Edward Charles "Whitey" Ford (born October 21, 1928)[1] is an American former Major League Baseball pitcher who spent his entire 16-year career with the New York Yankees. He was voted into the Baseball Hall of Fame in 1974.

Contents

  Biography

  Early life and career

Ford was a native of the Astoria neighborhood of Queens, located in New York City. By the Triborough Bridge, it was a few miles from Yankee Stadium in the Bronx.[2] Ford graduated from Aviation High School in nearby Sunnyside, Queens.[3]

Ford was signed by the New York Yankees as an amateur free agent in 1947, and played his entire career with them. He was nicknamed "Whitey" while in the minor leagues for his light blond hair.[3]

He began his Major League Baseball career on July 1, 1950 with the Yankees and made a spectacular debut, winning his first nine decisions before losing a game in relief. Ford received a handful of lower-ballot Most Valuable Player votes despite throwing just 112 innings, and was voted the AL Rookie of the Year by the Sporting News. (Walt Dropo was the Rookie of Year choice of the BBWAA.)

During the Korean War, in 1951 and 1952 Ford served in the Army. He rejoined the Yankees for the 1953 season, and the Yankee "Big Three" pitching staff became a "Big Four," as Ford joined Allie Reynolds, Vic Raschi and Eddie Lopat.

  Pitching career

Eventually Ford went from the No. 4 pitcher on a great staff to the universally acclaimed No. 1 pitcher of the Yankees.
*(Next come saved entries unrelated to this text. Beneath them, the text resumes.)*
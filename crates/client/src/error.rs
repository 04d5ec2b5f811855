//! Error taxonomy for the client engine.
//!
//! Four classes, with different handling:
//!
//! - **Usage errors** (immutable mutation, missing payer, bad chunk config):
//!   synchronous, never retried.
//! - **Precheck errors**: a node decoded the transaction and rejected it;
//!   carried as `{ node, status, transaction_id }`.
//! - **Transport errors**: no decodable response; retryable only for the
//!   unavailable/stream-reset class.
//! - **Decode errors**: malformed wire bytes, always fatal.

use crate::channel::TransportError;
use meridian_proto::{CodecError, OperationKind, Status};
use meridian_types::{AccountId, PublicKey, TransactionId};
use std::time::Duration;
use thiserror::Error;

/// Errors surfaced by transaction construction and execution.
#[derive(Debug, Error)]
pub enum ClientError {
    /// A setter was called after the transaction froze.
    #[error("Transaction is immutable; it has already been frozen")]
    Immutable,

    /// An operation that needs a frozen transaction ran on an open one.
    #[error("Transaction must be frozen first")]
    NotFrozen,

    /// No payer was set and the client has no operator to fall back to.
    #[error("No payer account: set one explicitly or freeze with a client that has an operator")]
    MissingPayerAccount,

    /// No node list was set and no client was supplied to populate one.
    #[error("No candidate nodes: set a node list or freeze with a client")]
    MissingNodeList,

    /// The transaction's node accounts are all absent from the client pool.
    #[error("None of the transaction's node accounts are present in the client's pool")]
    NoEligibleNodes,

    /// The payload needs more chunks than the configured maximum.
    #[error("Message of {message_len} bytes requires {required} chunks but only {max} are allowed")]
    TooManyChunks {
        message_len: usize,
        required: usize,
        max: usize,
    },

    /// Chunk size and chunk count must be positive.
    #[error("Chunk size and chunk count must be positive")]
    InvalidChunkConfig,

    /// A batch inner transaction is not frozen or carries no signature.
    #[error("Inner transaction must be frozen and signed before the batch freezes")]
    InnerNotReady,

    /// A batch or network-freeze transaction was offered as a batch inner.
    #[error("A batch cannot contain a {kind} transaction")]
    InvalidInnerTransaction { kind: OperationKind },

    /// `remove_signature` named a key that never signed.
    #[error("No signature from key {key} to remove")]
    SignatureNotFound { key: PublicKey },

    /// A node returned a non-retryable precheck status.
    #[error("Node {node} returned precheck status {status} for {transaction_id}")]
    Precheck {
        status: Status,
        node: AccountId,
        transaction_id: TransactionId,
    },

    /// The transport failed without a decodable response.
    #[error("Transport failure: {0}")]
    Transport(#[from] TransportError),

    /// Wire bytes failed to encode or decode.
    #[error(transparent)]
    Codec(#[from] CodecError),

    /// Imported bytes decoded but do not form a consistent cell grid.
    #[error("Imported transaction bytes are inconsistent: {reason}")]
    MalformedImport { reason: String },

    /// Every attempt in the budget failed; the last error is attached.
    #[error("Retry budget of {attempts} attempts exhausted; last error: {last}")]
    RetryBudgetExhausted {
        attempts: usize,
        last: Box<ClientError>,
    },

    /// The caller-supplied total timeout elapsed between attempts.
    #[error("Execution timed out after {elapsed:?}")]
    TimedOut {
        elapsed: Duration,
        /// Last error observed before the deadline, when any attempt ran.
        last: Option<Box<ClientError>>,
    },
}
He became known as the "Chairman of the Board" for his ability to remain calm and in command during high-pressure situations. He was also known as "Slick," a nickname given to him, Billy Martin and Mickey Mantle by manager Casey Stengel, who called them Whiskey Slicks. Ford's guile was necessary because he did not have an overwhelming fastball, but being able to throw several other pitches very well gave him pinpoint control. Ford was an effective strikeout pitcher for his time, tying the then-AL record for six consecutive strikeouts in 1956, and again in 1958. Ford pitched 2 consecutive one-hit games in 1955 to tie a record held by several pitchers. He never pitched a no-hitter.

  Ford in 1954.

In 1955, Ford led the American League in complete games and games won; in 1956 in earned run average and winning percentage; in 1958, in earned run average; and in both 1961 and 1963, in games won and winning percentage. Ford won the Cy Young Award in 1961; he likely would have won the 1963 AL Cy Young, but this was before the institution of a separate award for each league, and Ford could not match Sandy Koufax's numbers for the Los Angeles Dodgers of the National League. He would also have been a candidate in 1955, but this was before the award was created.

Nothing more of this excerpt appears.